◆ What is needed:
Do any lines in the data below contain "ndarray"? If so, copy every one of them.
** The records follows **
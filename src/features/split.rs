//! Chronological train/test split.

use crate::features::error::FeatureError;
use ndarray::{s, Array1, Array2};

// Absorbs rounding in `n * (1 - test_fraction)` so that e.g. 10 * (1 - 0.9) floors to 1.
const SPLIT_EPSILON: f64 = 1e-9;

/// Train and test partitions of a feature matrix and its targets.
///
/// Produced by [`split`]. Row `i` of `x_train` belongs to `y_train[i]`, and likewise for
/// the test side. No rows are shuffled: the train side holds the first
/// [`TrainTestSplit::train_size`] rows of the input, in their original order.
#[derive(Debug, Clone, PartialEq)]
pub struct TrainTestSplit {
    pub x_train: Array2<f64>,
    pub x_test: Array2<f64>,
    pub y_train: Array1<f64>,
    pub y_test: Array1<f64>,
}

impl TrainTestSplit {
    /// Number of training instances.
    pub fn train_size(&self) -> usize {
        self.y_train.len()
    }

    /// Number of held-out test instances.
    pub fn test_size(&self) -> usize {
        self.y_test.len()
    }
}

/// Index of the first test row for `n` rows: `floor(n * (1 - test_fraction))`.
///
/// # Errors
///
/// Returns [`FeatureError::InvalidArgument`] if `test_fraction` is not strictly between
/// 0 and 1, if `n < 2`, or if either side of the split would be empty.
pub fn split_point(n: usize, test_fraction: f64) -> Result<usize, FeatureError> {
    if !(test_fraction > 0.0 && test_fraction < 1.0) {
        return Err(FeatureError::InvalidArgument(format!(
            "test_fraction must be in (0, 1), got {test_fraction}"
        )));
    }
    if n < 2 {
        return Err(FeatureError::InvalidArgument(format!(
            "need at least 2 instances to split, got {n}"
        )));
    }

    let split = (n as f64 * (1.0 - test_fraction) + SPLIT_EPSILON).floor() as usize;
    if split == 0 || split >= n {
        return Err(FeatureError::InvalidArgument(format!(
            "test_fraction {test_fraction} leaves an empty train or test set for {n} instances"
        )));
    }
    Ok(split)
}

/// Splits rows `[0, split)` into train and `[split, n)` into test, without shuffling.
///
/// Rows keep the order they were built in, so for a single city every test instance is
/// later in time than every train instance.
///
/// # Arguments
///
/// * `features` - The feature matrix, one row per instance.
/// * `targets` - The target of each row of `features`.
/// * `test_fraction` - Share of instances held out for testing, strictly between 0 and 1.
///
/// # Errors
///
/// Returns [`FeatureError::InvalidArgument`] if `features` and `targets` disagree on the
/// number of rows, or for any of the reasons listed on [`split_point`].
///
/// # Example
///
/// ```
/// use ndarray::{array, Array2};
/// use weathercast::split;
///
/// let features = Array2::from_shape_fn((5, 2), |(i, j)| (i * 10 + j) as f64);
/// let targets = array![0.0, 1.0, 2.0, 3.0, 4.0];
///
/// let split = split(&features, &targets, 0.2)?;
/// assert_eq!(split.train_size(), 4);
/// assert_eq!(split.y_test, array![4.0]);
/// # Ok::<(), weathercast::FeatureError>(())
/// ```
pub fn split(
    features: &Array2<f64>,
    targets: &Array1<f64>,
    test_fraction: f64,
) -> Result<TrainTestSplit, FeatureError> {
    if features.nrows() != targets.len() {
        return Err(FeatureError::InvalidArgument(format!(
            "feature matrix has {} rows but there are {} targets",
            features.nrows(),
            targets.len()
        )));
    }
    let at = split_point(targets.len(), test_fraction)?;

    Ok(TrainTestSplit {
        x_train: features.slice(s![..at, ..]).to_owned(),
        x_test: features.slice(s![at.., ..]).to_owned(),
        y_train: targets.slice(s![..at]).to_owned(),
        y_test: targets.slice(s![at..]).to_owned(),
    })
}

#[cfg(test)]
mod tests {
    use super::*;

    fn numbered(n: usize) -> (Array2<f64>, Array1<f64>) {
        let features = Array2::from_shape_fn((n, 2), |(i, j)| (i * 10 + j) as f64);
        let targets = Array1::from_iter((0..n).map(|i| i as f64));
        (features, targets)
    }

    #[test]
    fn eighty_twenty() -> Result<(), Box<dyn std::error::Error>> {
        let (x, y) = numbered(100);
        let split = split(&x, &y, 0.2)?;

        assert_eq!(split.train_size(), 80);
        assert_eq!(split.test_size(), 20);
        assert_eq!(split.x_train.nrows() + split.x_test.nrows(), 100);
        Ok(())
    }

    #[test]
    fn order_is_preserved() -> Result<(), Box<dyn std::error::Error>> {
        let (x, y) = numbered(10);
        let split = split(&x, &y, 0.3)?;

        assert_eq!(split.y_train.to_vec(), (0..7).map(|i| i as f64).collect::<Vec<_>>());
        assert_eq!(split.y_test.to_vec(), vec![7.0, 8.0, 9.0]);
        assert_eq!(split.x_test[[0, 1]], 71.0);
        Ok(())
    }

    #[test]
    fn sizes_always_add_up() -> Result<(), Box<dyn std::error::Error>> {
        for n in 2..40 {
            for fraction in [0.1, 0.25, 0.5, 0.75] {
                let (x, y) = numbered(n);
                if let Ok(split) = split(&x, &y, fraction) {
                    assert_eq!(split.train_size() + split.test_size(), n);
                    assert!(split.train_size() > 0 && split.test_size() > 0);
                }
            }
        }
        Ok(())
    }

    #[test]
    fn invalid_fraction_or_size() {
        let (x, y) = numbered(10);
        for fraction in [0.0, 1.0, -0.5, 1.5, f64::NAN] {
            assert!(matches!(
                split(&x, &y, fraction),
                Err(FeatureError::InvalidArgument(_))
            ));
        }

        let (x, y) = numbered(1);
        assert!(matches!(split(&x, &y, 0.5), Err(FeatureError::InvalidArgument(_))));

        // floor(3 * 0.9) = 2 train rows is fine; floor(3 * 0.3) = 0 leaves no train rows.
        let (x, y) = numbered(3);
        assert!(split(&x, &y, 0.1).is_ok());
        assert!(matches!(split(&x, &y, 0.7), Err(FeatureError::InvalidArgument(_))));
    }

    #[test]
    fn split_point_is_exact_near_whole_numbers() -> Result<(), Box<dyn std::error::Error>> {
        assert_eq!(split_point(10, 0.9)?, 1);
        assert_eq!(split_point(10, 0.7)?, 3);
        assert_eq!(split_point(100, 0.2)?, 80);
        assert_eq!(split_point(1000, 0.35)?, 650);
        assert_eq!(split_point(7, 0.5)?, 3);
        Ok(())
    }

    #[test]
    fn mismatched_lengths() {
        let (x, _) = numbered(5);
        let y = Array1::zeros(4);
        assert!(matches!(split(&x, &y, 0.2), Err(FeatureError::InvalidArgument(_))));
    }
}
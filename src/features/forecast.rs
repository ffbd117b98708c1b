//! Feature rows for forecasting the day after the latest observation of each city.

use crate::features::builder::{InstanceKey, SortedRows};
use crate::features::error::FeatureError;
use crate::features::schema::FeatureSchema;
use crate::types::category_encoder::CategoricalEncoders;
use crate::types::feature_column::{FeatureColumn, COUNTRY_COLUMN};
use crate::types::observation_table::ObservationTable;
use crate::utils::calendar_features;
use log::warn;
use ndarray::Array2;

/// Unscaled forecast rows, one per city with enough history.
#[derive(Debug, Clone)]
pub struct ForecastSet {
    pub features: Array2<f64>,
    /// The (city, day) each row forecasts: the day after the city's last observation.
    pub keys: Vec<InstanceKey>,
    /// Cities with fewer than `lag_days` rows.
    pub skipped_cities: Vec<String>,
}

/// Builds one feature row per city using a schema and encoders fitted earlier.
///
/// The encoders are not refitted: a city or country they do not know is an error,
/// because a fresh code would not mean what the model learned.
pub(crate) fn build_forecast_rows(
    schema: &FeatureSchema,
    encoders: &CategoricalEncoders,
    table: &ObservationTable,
) -> Result<ForecastSet, FeatureError> {
    if table.is_empty() {
        return Err(FeatureError::InvalidArgument(
            "observation table is empty".to_string(),
        ));
    }
    check_schema(schema, table)?;

    let rows = SortedRows::from_table(table, &schema.columns)?;
    let mut flat = Vec::new();
    let mut keys = Vec::new();
    let mut skipped_cities = Vec::new();

    for group in rows.groups() {
        let city = &rows.cities[group.start];
        if group.len() < schema.lag_days {
            warn!(
                "City '{}' has {} rows, need {} to forecast; skipping",
                city,
                group.len(),
                schema.lag_days
            );
            skipped_cities.push(city.clone());
            continue;
        }

        let last = group.end - 1;
        let date = rows.dates[last].succ_opt().ok_or_else(|| {
            FeatureError::InvalidArgument(format!("no day follows {}", rows.dates[last]))
        })?;

        rows.push_lagged(group.end, schema.lag_days, &mut flat);
        rows.push_encoded(last, encoders, &mut flat)?;
        flat.extend(calendar_features(date));
        keys.push(InstanceKey {
            city: city.clone(),
            date,
        });
    }

    Ok(ForecastSet {
        features: Array2::from_shape_vec((keys.len(), schema.width()), flat)?,
        keys,
        skipped_cities,
    })
}

fn check_schema(schema: &FeatureSchema, table: &ObservationTable) -> Result<(), FeatureError> {
    let present = table.feature_columns();
    let columns_ok = schema.columns.iter().all(|c| present.contains(c));
    let country_ok = !schema.has_country || table.has_country();
    if columns_ok && country_ok {
        return Ok(());
    }

    let describe = |columns: &[FeatureColumn], country: bool| {
        let mut names: Vec<&str> = columns.iter().map(|c| c.name()).collect();
        if country {
            names.push(COUNTRY_COLUMN);
        }
        names.join(", ")
    };
    Err(FeatureError::SchemaMismatch {
        expected: describe(&schema.columns, schema.has_country),
        found: describe(&present, table.has_country()),
    })
}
** End of The records **
◆ Task response:
use ndarray::{s, Array1, Array2};
/// use ndarray::{array, Array2};
use ndarray::Array2;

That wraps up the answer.